▶ **Dataset content**:
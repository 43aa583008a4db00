//! Infrastructure layer: storage adapters, credential verification and wire
//! formats.

pub mod auth;
pub mod dto;
pub mod repository;
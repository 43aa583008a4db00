//! Out-of-band authentication for the HTTP surface.

use std::sync::Arc;

use axum::{
    extract::FromRequestParts,
    http::{HeaderMap, header, request::Parts},
};

use super::{error::ApiError, state::AppState};
use crate::domain::Author;

const ACCESS_TOKEN_COOKIE: &str = "access_token";

/// Author verified from the `Authorization: Bearer` header or the
/// `access_token` cookie.
#[derive(Debug, Clone)]
pub struct AuthenticatedAuthor(pub Author);

impl FromRequestParts<Arc<AppState>> for AuthenticatedAuthor {
    type Rejection = ApiError;

    async fn from_request_parts(
        parts: &mut Parts,
        state: &Arc<AppState>,
    ) -> Result<Self, Self::Rejection> {
        let token = extract_token(&parts.headers).ok_or(ApiError::Unauthorized("missing token"))?;
        state
            .verifier
            .verify(&token)
            .map(AuthenticatedAuthor)
            .map_err(|_| ApiError::Unauthorized("invalid token"))
    }
}

fn extract_token(headers: &HeaderMap) -> Option<String> {
    let bearer = headers
        .get(header::AUTHORIZATION)
        .and_then(|v| v.to_str().ok())
        .and_then(|v| v.strip_prefix("Bearer "))
        .map(str::trim)
        .filter(|t| !t.is_empty());
    if let Some(token) = bearer {
        return Some(token.to_string());
    }

    headers
        .get_all(header::COOKIE)
        .iter()
        .filter_map(|v| v.to_str().ok())
        .flat_map(|v| v.split(';'))
        .filter_map(|pair| pair.trim().split_once('='))
        .find(|(name, value)| *name == ACCESS_TOKEN_COOKIE && !value.is_empty())
        .map(|(_, value)| value.to_string())
}
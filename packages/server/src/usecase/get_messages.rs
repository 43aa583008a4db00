//! UseCase: メッセージ履歴の取得
//!
//! 読み出しの前に保持期間スイープを実行する。スイープに失敗した場合は
//! 読み出さずにエラーを返す。

use std::sync::Arc;

use crate::domain::{ChatMessage, ChatMessageRepository};

use super::{error::GetMessagesError, retention::RetentionSweeper};

/// 履歴取得のユースケース
#[derive(Clone)]
pub struct GetMessagesUseCase {
    repository: Arc<dyn ChatMessageRepository>,
    sweeper: Arc<RetentionSweeper>,
}

impl GetMessagesUseCase {
    /// 新しい GetMessagesUseCase を作成
    pub fn new(repository: Arc<dyn ChatMessageRepository>, sweeper: Arc<RetentionSweeper>) -> Self {
        Self {
            repository,
            sweeper,
        }
    }

    /// 新しい順に最大 `limit` 件のメッセージを返す
    pub async fn execute(&self, limit: usize) -> Result<Vec<ChatMessage>, GetMessagesError> {
        self.sweeper.sweep().await.map_err(GetMessagesError::Sweep)?;
        self.repository
            .recent(limit)
            .await
            .map_err(GetMessagesError::Read)
    }
}
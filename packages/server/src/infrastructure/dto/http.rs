//! HTTP API request and response DTOs for the chat hub.

use serde::{Deserialize, Serialize};

/// Default number of messages returned by the history endpoint
pub const DEFAULT_HISTORY_LIMIT: usize = 100;

/// Upper bound on the history endpoint's `limit`
pub const MAX_HISTORY_LIMIT: usize = 1000;

/// Body of `POST /chat/messages`
#[derive(Debug, Clone, Serialize, Deserialize)]
pub struct SendMessageRequest {
    pub text: String,
}

/// Query of `GET /chat/messages`
#[derive(Debug, Clone, Default, Serialize, Deserialize)]
pub struct HistoryQuery {
    pub limit: Option<usize>,
}

impl HistoryQuery {
    /// Requested limit clamped to `1..=MAX_HISTORY_LIMIT`
    pub fn effective_limit(&self) -> usize {
        self.limit
            .unwrap_or(DEFAULT_HISTORY_LIMIT)
            .clamp(1, MAX_HISTORY_LIMIT)
    }
}

/// Error body returned by every failing endpoint
#[derive(Debug, Clone, Serialize, Deserialize)]
pub struct ErrorResponse {
    pub error: String,
}

/// Body of `GET /api/health`
#[derive(Debug, Clone, Serialize, Deserialize)]
pub struct HealthResponse {
    pub status: String,
    pub live_sessions: usize,
}
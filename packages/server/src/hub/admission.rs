//! Connection admission gate.
//!
//! Bounds the number of live WebSocket sessions. Admission hands out an
//! [`AdmissionPermit`]; the slot is given back when the permit is dropped, so
//! every exit path of a session releases exactly once.

use std::sync::{
    Arc,
    atomic::{AtomicUsize, Ordering},
};

/// Live-connection counter with a fixed ceiling.
///
/// Invariant: `0 <= live() <= max()`.
#[derive(Debug)]
pub struct AdmissionGate {
    live: AtomicUsize,
    max: usize,
}

impl AdmissionGate {
    /// Create a gate admitting at most `max` concurrent connections.
    pub fn new(max: usize) -> Arc<Self> {
        Arc::new(Self {
            live: AtomicUsize::new(0),
            max,
        })
    }

    /// Try to take a connection slot.
    ///
    /// Returns `None` with no side effect when the ceiling is reached.
    pub fn try_admit(self: &Arc<Self>) -> Option<AdmissionPermit> {
        self.live
            .fetch_update(Ordering::AcqRel, Ordering::Acquire, |live| {
                (live < self.max).then_some(live + 1)
            })
            .ok()
            .map(|_| AdmissionPermit {
                gate: Arc::clone(self),
            })
    }

    /// Number of slots currently held.
    pub fn live(&self) -> usize {
        self.live.load(Ordering::Acquire)
    }

    /// Configured ceiling.
    pub fn max(&self) -> usize {
        self.max
    }

    fn release(&self) {
        self.live.fetch_sub(1, Ordering::AcqRel);
    }
}

/// A held connection slot. Dropping it releases the slot.
#[derive(Debug)]
#[must_use = "dropping the permit releases the connection slot immediately"]
pub struct AdmissionPermit {
    gate: Arc<AdmissionGate>,
}

impl Drop for AdmissionPermit {
    fn drop(&mut self) {
        self.gate.release();
        tracing::trace!(live = self.gate.live(), "connection slot released");
    }
}
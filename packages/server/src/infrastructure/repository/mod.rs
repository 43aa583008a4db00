//! Repository パターンの実装
//!
//! ドメイン層が定義する ChatMessageRepository trait の具体的な実装を提供します。
//! UseCase 層は trait（ドメイン層）に依存し、この実装に直接依存しません（依存性の逆転）。

pub mod inmemory;
pub mod postgres;

pub use inmemory::InMemoryChatMessageRepository;
pub use postgres::PostgresChatMessageRepository;
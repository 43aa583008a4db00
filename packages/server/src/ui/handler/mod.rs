//! Handler modules for HTTP and WebSocket endpoints.

pub mod http;
pub mod websocket;

// Re-export HTTP handlers
pub use http::{get_messages, health_check, send_message};

// Re-export WebSocket handlers
pub use websocket::websocket_handler;
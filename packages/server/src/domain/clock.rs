//! Time source used by persistence and retention.

use chrono::{DateTime, Utc};

pub trait Clock: Send + Sync {
    fn now(&self) -> DateTime<Utc>;
}

/// Wall clock in UTC.
#[derive(Debug, Default, Clone, Copy)]
pub struct SystemClock;

impl Clock for SystemClock {
    fn now(&self) -> DateTime<Utc> {
        crate::common::time::now_utc()
    }
}
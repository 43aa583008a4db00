//! WebSocket connection handlers.
//!
//! Each admitted connection becomes a client session with two tasks: a
//! reader that handles inbound frames one at a time, and a writer that owns
//! the socket sink and drains the session's outbound queue plus its private
//! reply queue. The writer also pings the peer on a fixed period; the pong
//! counts as inbound traffic, so a client that only listens is not closed by
//! the reader's idle timeout. The admission permit lives as long as the
//! session.

use std::{sync::Arc, time::Duration};

use axum::{
    body::Bytes,
    extract::{
        State,
        ws::{CloseFrame, Message, Utf8Bytes, WebSocket, WebSocketUpgrade, close_code},
    },
    response::IntoResponse,
};
use futures_util::{
    sink::SinkExt,
    stream::{SplitSink, SplitStream, StreamExt},
};
use tokio::{
    sync::mpsc,
    time::{Instant, MissedTickBehavior},
};

use crate::{
    hub::{AdmissionPermit, OutboundReceiver, SessionId},
    infrastructure::dto::websocket::OutboundFrame,
    ui::state::AppState,
    usecase::ReceiveFrameUseCase,
};

/// Close reason sent to peers refused by the admission gate
pub const TOO_MANY_CONNECTIONS: &str = "too many connections";

/// Capacity of the per-session queue carrying error replies to the sender
const REPLY_QUEUE_CAPACITY: usize = 16;

pub async fn websocket_handler(
    ws: WebSocketUpgrade,
    State(state): State<Arc<AppState>>,
) -> impl IntoResponse {
    match state.admission.try_admit() {
        Some(permit) => ws.on_upgrade(move |socket| handle_socket(socket, state, permit)),
        None => {
            tracing::warn!(
                max_connections = state.admission.max(),
                "too many connections, rejecting"
            );
            ws.on_upgrade(reject_socket)
        }
    }
}

/// Tell a refused peer why, then drop the connection.
async fn reject_socket(mut socket: WebSocket) {
    let frame = CloseFrame {
        code: close_code::AGAIN,
        reason: Utf8Bytes::from_static(TOO_MANY_CONNECTIONS),
    };
    if let Err(e) = socket.send(Message::Close(Some(frame))).await {
        tracing::debug!("failed to send rejection close frame: {}", e);
    }
}

async fn handle_socket(socket: WebSocket, state: Arc<AppState>, permit: AdmissionPermit) {
    // Released when this function returns, whatever the exit path.
    let _permit = permit;

    let (session_id, outbound) = match state.hub.open_session() {
        Ok(session) => session,
        Err(e) => {
            tracing::error!("cannot open session: {}", e);
            return;
        }
    };
    tracing::info!(
        session = %session_id,
        live = state.admission.live(),
        "session started"
    );

    if let Err(e) = state.sweeper.sweep().await {
        tracing::warn!(session = %session_id, "retention sweep on session start failed: {}", e);
    }

    let (sink, stream) = socket.split();
    let (reply_tx, reply_rx) = mpsc::channel(REPLY_QUEUE_CAPACITY);
    let idle_timeout = state.settings.idle_timeout;
    let write_timeout = state.settings.write_timeout;
    let ping_interval = state.settings.ping_interval;

    let mut send_task = tokio::spawn(write_loop(
        sink,
        outbound,
        reply_rx,
        session_id,
        write_timeout,
        ping_interval,
    ));
    let mut recv_task = tokio::spawn(read_loop(
        stream,
        state.receive_frame.clone(),
        reply_tx,
        session_id,
        idle_timeout,
    ));

    tokio::select! {
        _ = &mut recv_task => {
            // The writer drains what is queued, sends a close frame and exits.
            state.hub.unregister(session_id);
            if tokio::time::timeout(write_timeout, &mut send_task).await.is_err() {
                tracing::debug!(session = %session_id, "writer did not finish in time");
                send_task.abort();
            }
        }
        _ = &mut send_task => {
            // Evicted or the socket stopped accepting writes.
            recv_task.abort();
            state.hub.unregister(session_id);
        }
    }

    tracing::info!(session = %session_id, "session ended");
}

async fn read_loop(
    mut stream: SplitStream<WebSocket>,
    receive_frame: ReceiveFrameUseCase,
    replies: mpsc::Sender<OutboundFrame>,
    session_id: SessionId,
    idle_timeout: Duration,
) {
    loop {
        let next = match tokio::time::timeout(idle_timeout, stream.next()).await {
            Ok(next) => next,
            Err(_) => {
                tracing::info!(session = %session_id, "idle timeout");
                break;
            }
        };
        let msg = match next {
            Some(Ok(msg)) => msg,
            Some(Err(e)) => {
                tracing::warn!(session = %session_id, "WebSocket error: {}", e);
                break;
            }
            None => break,
        };

        match msg {
            Message::Text(text) => match receive_frame.execute(text.as_str()).await {
                Ok(message) => {
                    tracing::debug!(
                        session = %session_id,
                        message_id = %message.id,
                        author = %message.author.username,
                        "message accepted"
                    );
                }
                Err(e) => {
                    tracing::warn!(session = %session_id, "frame rejected: {}", e);
                    let Some(reply) = e.client_message() else {
                        continue;
                    };
                    match replies.try_send(OutboundFrame::error(reply)) {
                        Ok(()) => {}
                        Err(mpsc::error::TrySendError::Full(_)) => {
                            tracing::warn!(session = %session_id, "reply queue full, error reply dropped");
                        }
                        Err(mpsc::error::TrySendError::Closed(_)) => break,
                    }
                }
            },
            Message::Binary(_) => {
                tracing::warn!(session = %session_id, "binary frame ignored");
            }
            Message::Close(_) => {
                tracing::info!(session = %session_id, "client requested close");
                break;
            }
            // Pings are answered by the protocol layer. Either kind resets the
            // idle deadline.
            Message::Ping(_) | Message::Pong(_) => {}
        }
    }
}

async fn write_loop(
    mut sink: SplitSink<WebSocket, Message>,
    mut outbound: OutboundReceiver,
    mut replies: mpsc::Receiver<OutboundFrame>,
    session_id: SessionId,
    write_timeout: Duration,
    ping_interval: Duration,
) {
    let mut heartbeat = tokio::time::interval_at(Instant::now() + ping_interval, ping_interval);
    heartbeat.set_missed_tick_behavior(MissedTickBehavior::Delay);

    loop {
        let frame = tokio::select! {
            biased;
            Some(reply) = replies.recv() => Some(reply),
            // Ahead of the outbound queue so a busy room cannot starve it.
            _ = heartbeat.tick() => None,
            message = outbound.recv() => match message {
                Some(message) => Some(OutboundFrame::from(message.as_ref())),
                None => break,
            },
        };

        let message = match frame {
            Some(frame) => match serde_json::to_string(&frame) {
                Ok(json) => Message::Text(json.into()),
                Err(e) => {
                    tracing::error!(session = %session_id, "failed to encode frame: {}", e);
                    continue;
                }
            },
            None => {
                tracing::trace!(session = %session_id, "heartbeat ping");
                Message::Ping(Bytes::new())
            }
        };
        match tokio::time::timeout(write_timeout, sink.send(message)).await {
            Ok(Ok(())) => {}
            Ok(Err(e)) => {
                tracing::debug!(session = %session_id, "write failed: {}", e);
                return;
            }
            Err(_) => {
                tracing::info!(session = %session_id, "write timed out");
                return;
            }
        }
    }

    // Outbound queue closed by the hub.
    match tokio::time::timeout(write_timeout, sink.send(Message::Close(None))).await {
        Ok(Ok(())) => {}
        Ok(Err(e)) => tracing::debug!(session = %session_id, "close frame not sent: {}", e),
        Err(_) => tracing::debug!(session = %session_id, "close frame timed out"),
    }
}
//! Test fixtures: an in-process server on an ephemeral port plus small
//! HTTP / WebSocket client helpers.

#![allow(dead_code)]

use std::{
    net::SocketAddr,
    sync::{Arc, Mutex},
    time::Duration,
};

use agora_server::{
    domain::{ChatMessage, ChatMessageRepository, Clock, NewChatMessage, RepositoryError},
    infrastructure::{
        auth::{JwtClaims, JwtCredentialVerifier},
        repository::InMemoryChatMessageRepository,
    },
    ui::{AppState, HubSettings, serve},
};
use async_trait::async_trait;
use chrono::{DateTime, Utc};
use futures_util::{SinkExt, StreamExt};
use jsonwebtoken::{EncodingKey, Header, encode};
use tokio::{net::TcpListener, sync::oneshot};
use tokio_tungstenite::{
    MaybeTlsStream, WebSocketStream, connect_async,
    tungstenite::{Message, protocol::CloseFrame},
};

pub const SECRET: &[u8] = b"integration-test-secret";

/// How long helpers wait for something that should happen
pub const PATIENCE: Duration = Duration::from_secs(3);

pub type WsClient = WebSocketStream<MaybeTlsStream<tokio::net::TcpStream>>;

/// Wall clock that tests can move forward
pub struct TestClock {
    offset: Mutex<chrono::Duration>,
}

impl Default for TestClock {
    fn default() -> Self {
        Self {
            offset: Mutex::new(chrono::Duration::zero()),
        }
    }
}

impl TestClock {
    pub fn advance(&self, by: chrono::Duration) {
        let mut offset = self.offset.lock().unwrap();
        *offset += by;
    }
}

impl Clock for TestClock {
    fn now(&self) -> DateTime<Utc> {
        Utc::now() + *self.offset.lock().unwrap()
    }
}

/// Store that works normally except that every retention delete fails
pub struct FailingSweepRepository {
    inner: Arc<InMemoryChatMessageRepository>,
}

#[async_trait]
impl ChatMessageRepository for FailingSweepRepository {
    async fn save(&self, message: NewChatMessage) -> Result<ChatMessage, RepositoryError> {
        self.inner.save(message).await
    }

    async fn recent(&self, limit: usize) -> Result<Vec<ChatMessage>, RepositoryError> {
        self.inner.recent(limit).await
    }

    async fn delete_older_than(&self, _cutoff: DateTime<Utc>) -> Result<u64, RepositoryError> {
        Err(RepositoryError::Database("delete refused".to_string()))
    }
}

pub struct TestServer {
    pub addr: SocketAddr,
    pub state: Arc<AppState>,
    pub repository: Arc<InMemoryChatMessageRepository>,
    pub clock: Arc<TestClock>,
    shutdown: Option<oneshot::Sender<()>>,
}

impl TestServer {
    pub async fn start() -> Self {
        Self::start_with(HubSettings::default()).await
    }

    pub async fn start_with(settings: HubSettings) -> Self {
        Self::start_inner(settings, false).await
    }

    /// Server whose store rejects every retention delete
    pub async fn start_with_failing_sweep() -> Self {
        Self::start_inner(HubSettings::default(), true).await
    }

    async fn start_inner(settings: HubSettings, failing_sweep: bool) -> Self {
        let clock = Arc::new(TestClock::default());
        let repository = Arc::new(InMemoryChatMessageRepository::new(clock.clone()));
        let store: Arc<dyn ChatMessageRepository> = if failing_sweep {
            Arc::new(FailingSweepRepository {
                inner: repository.clone(),
            })
        } else {
            repository.clone()
        };
        let state = Arc::new(AppState::new(
            store,
            Arc::new(JwtCredentialVerifier::new(SECRET)),
            clock.clone(),
            settings,
        ));

        let listener = TcpListener::bind("127.0.0.1:0")
            .await
            .expect("Failed to bind test listener");
        let addr = listener.local_addr().expect("Failed to read local address");
        let (shutdown_tx, shutdown_rx) = oneshot::channel::<()>();
        tokio::spawn(serve(listener, state.clone(), async move {
            let _ = shutdown_rx.await;
        }));

        Self {
            addr,
            state,
            repository,
            clock,
            shutdown: Some(shutdown_tx),
        }
    }

    pub fn base_url(&self) -> String {
        format!("http://{}", self.addr)
    }

    pub fn ws_url(&self) -> String {
        format!("ws://{}/chat/ws", self.addr)
    }

    /// Open a WebSocket connection (the handshake itself always succeeds,
    /// even when admission refuses the session).
    pub async fn connect(&self) -> WsClient {
        let (ws, _) = connect_async(self.ws_url())
            .await
            .expect("Failed to connect WebSocket");
        ws
    }

    /// Wait until the hub has exactly `count` members.
    pub async fn wait_for_members(&self, count: usize) {
        let hub = self.state.hub.clone();
        wait_until(|| {
            let hub = hub.clone();
            async move { hub.members().await.map(|m| m.len()).unwrap_or(0) == count }
        })
        .await;
    }

    /// Wait until the admission gate holds exactly `count` slots.
    pub async fn wait_for_live(&self, count: usize) {
        let state = self.state.clone();
        wait_until(|| {
            let state = state.clone();
            async move { state.admission.live() == count }
        })
        .await;
    }
}

impl Drop for TestServer {
    fn drop(&mut self) {
        if let Some(tx) = self.shutdown.take() {
            let _ = tx.send(());
        }
    }
}

async fn wait_until<F, Fut>(mut condition: F)
where
    F: FnMut() -> Fut,
    Fut: std::future::Future<Output = bool>,
{
    let deadline = tokio::time::Instant::now() + PATIENCE;
    while !condition().await {
        assert!(
            tokio::time::Instant::now() < deadline,
            "condition not reached within {:?}",
            PATIENCE
        );
        tokio::time::sleep(Duration::from_millis(10)).await;
    }
}

/// Issue an HS256 token the server accepts
pub fn issue_token(user_id: i64, username: &str) -> String {
    let claims = JwtClaims {
        user_id,
        username: username.to_string(),
        exp: Utc::now().timestamp() + 3600,
    };
    encode(
        &Header::default(),
        &claims,
        &EncodingKey::from_secret(SECRET),
    )
    .expect("Failed to encode token")
}

pub async fn send_json(ws: &mut WsClient, value: serde_json::Value) {
    ws.send(Message::text(value.to_string()))
        .await
        .expect("Failed to send frame");
}

/// Next text frame as JSON, skipping control frames
pub async fn next_json(ws: &mut WsClient) -> serde_json::Value {
    loop {
        let msg = tokio::time::timeout(PATIENCE, ws.next())
            .await
            .expect("Timed out waiting for a frame")
            .expect("Connection ended")
            .expect("WebSocket error");
        match msg {
            Message::Text(text) => {
                return serde_json::from_str(text.as_str()).expect("Frame is not JSON");
            }
            Message::Ping(_) | Message::Pong(_) => continue,
            other => panic!("unexpected frame: {other:?}"),
        }
    }
}

/// Next close frame, skipping control frames
pub async fn next_close(ws: &mut WsClient) -> Option<CloseFrame> {
    loop {
        let msg = tokio::time::timeout(PATIENCE, ws.next())
            .await
            .expect("Timed out waiting for close")
            .expect("Connection ended without close frame")
            .expect("WebSocket error");
        match msg {
            Message::Close(frame) => return frame,
            Message::Ping(_) | Message::Pong(_) => continue,
            other => panic!("unexpected frame: {other:?}"),
        }
    }
}

/// True when nothing but control frames arrives within `window`
pub async fn stays_silent(ws: &mut WsClient, window: Duration) -> bool {
    let deadline = tokio::time::Instant::now() + window;
    loop {
        match tokio::time::timeout_at(deadline, ws.next()).await {
            Err(_) => return true,
            Ok(Some(Ok(Message::Ping(_) | Message::Pong(_)))) => continue,
            Ok(_) => return false,
        }
    }
}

▶ **Task to carry out**:
Given the records above, return exactly the lines starting at the line containing "let (sink, stream) = socket.split();" and ending at the line containing "if tokio::time::timeout(write_timeout, &mut", including both.

▶ **Exercise output**:
    let (sink, stream) = socket.split();
    let (reply_tx, reply_rx) = mpsc::channel(REPLY_QUEUE_CAPACITY);
    let idle_timeout = state.settings.idle_timeout;
    let write_timeout = state.settings.write_timeout;
    let ping_interval = state.settings.ping_interval;

    let mut send_task = tokio::spawn(write_loop(
        sink,
        outbound,
        reply_rx,
        session_id,
        write_timeout,
        ping_interval,
    ));
    let mut recv_task = tokio::spawn(read_loop(
        stream,
        state.receive_frame.clone(),
        reply_tx,
        session_id,
        idle_timeout,
    ));

    tokio::select! {
        _ = &mut recv_task => {
            // The writer drains what is queued, sends a close frame and exits.
            state.hub.unregister(session_id);
            if tokio::time::timeout(write_timeout, &mut send_task).await.is_err() {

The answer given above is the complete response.